— Task requirements —
For each line of the data below that contains "InvalidInput", return that line.

— Records shown —
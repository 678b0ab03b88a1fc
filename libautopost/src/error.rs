//! Error types for Autopost

use thiserror::Error;

pub type Result<T> = std::result::Result<T, AutopostError>;

#[derive(Error, Debug)]
pub enum AutopostError {
    #[error("Configuration error: {0}")]
    Config(#[from] ConfigError),

    #[error("Database error: {0}")]
    Database(#[from] DbError),

    #[error("Account error: {0}")]
    Account(#[from] AccountError),

    #[error("No eligible account: every account is inactive, needs login, or in error")]
    NoEligibleAccount,

    #[error("Acquisition failed: {0}")]
    Acquisition(String),

    #[error("Rewrite service error: {0}")]
    Rewrite(#[from] RewriteError),

    #[error("Publish failed: {0}")]
    Publish(#[from] PublishError),

    #[error("Session error: {0}")]
    Session(#[from] SessionError),

    #[error("Invalid input: {0}")]
    InvalidInput(String),
}

impl AutopostError {
    /// Returns the appropriate exit code for this error
    pub fn exit_code(&self) -> i32 {
        match self {
            AutopostError::InvalidInput(_) => 3,
            AutopostError::Config(_) | AutopostError::NoEligibleAccount => 2,
            _ => 1,
        }
    }

    /// Whether this error ends the whole bot run rather than a single cycle
    pub fn is_terminal(&self) -> bool {
        matches!(self, AutopostError::NoEligibleAccount)
    }
}

#[derive(Error, Debug)]
pub enum ConfigError {
    #[error("Failed to read config file: {0}")]
    ReadError(#[from] std::io::Error),

    #[error("Failed to parse config: {0}")]
    ParseError(#[from] toml::de::Error),

    #[error("Missing required field: {0}")]
    MissingField(String),

    #[error("Invalid value for {field}: {reason}")]
    OutOfRange { field: String, reason: String },
}

#[derive(Error, Debug)]
pub enum DbError {
    #[error("Database operation failed: {0}")]
    SqlxError(#[from] sqlx::Error),

    #[error("Migration failed: {0}")]
    MigrationError(#[from] sqlx::migrate::MigrateError),

    #[error("IO error: {0}")]
    IoError(#[from] std::io::Error),
}

#[derive(Error, Debug)]
pub enum AccountError {
    #[error("Account not found: {0}")]
    NotFound(String),

    #[error("Invalid account name: {0}")]
    InvalidName(String),

    #[error("Invalid proxy spec: {0}")]
    InvalidProxy(String),

    #[error("Account state file error: {0}")]
    StateFile(String),
}

/// Failure of the external generative rewrite service
#[derive(Error, Debug, Clone)]
pub enum RewriteError {
    #[error("Rewrite request failed: {0}")]
    Request(String),

    #[error("Rewrite service returned no content")]
    EmptyResponse,

    #[error("Rewrite service is not configured: {0}")]
    NotConfigured(String),
}

/// Failure of a single publish attempt
///
/// `SubmitControlNotFound` is kept distinct from the generic browser failures
/// because it usually means the session expired or the publish surface changed.
#[derive(Error, Debug, Clone)]
pub enum PublishError {
    #[error("Editor target '{selector}' not found within {timeout_secs}s")]
    TargetNotFound { selector: String, timeout_secs: u64 },

    #[error("Submit control not found or not enabled: {0}")]
    SubmitControlNotFound(String),

    #[error("Navigation failed: {0}")]
    Navigation(String),

    #[error("Attachment upload failed: {0}")]
    Attachment(String),

    #[error("Publish was not confirmed within {0}s")]
    Unconfirmed(u64),

    #[error("Browser error: {0}")]
    Browser(String),
}

/// Failure to load, save, or establish persisted session state
#[derive(Error, Debug)]
pub enum SessionError {
    #[error("Failed to persist session for account {account}: {reason}")]
    Persist { account: String, reason: String },

    #[error("Failed to load session for account {account}: {reason}")]
    Load { account: String, reason: String },

    #[error("Login was not completed within {0}s")]
    LoginTimeout(u64),
}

— Response area —
    InvalidInput(String),
            AutopostError::InvalidInput(_) => 3,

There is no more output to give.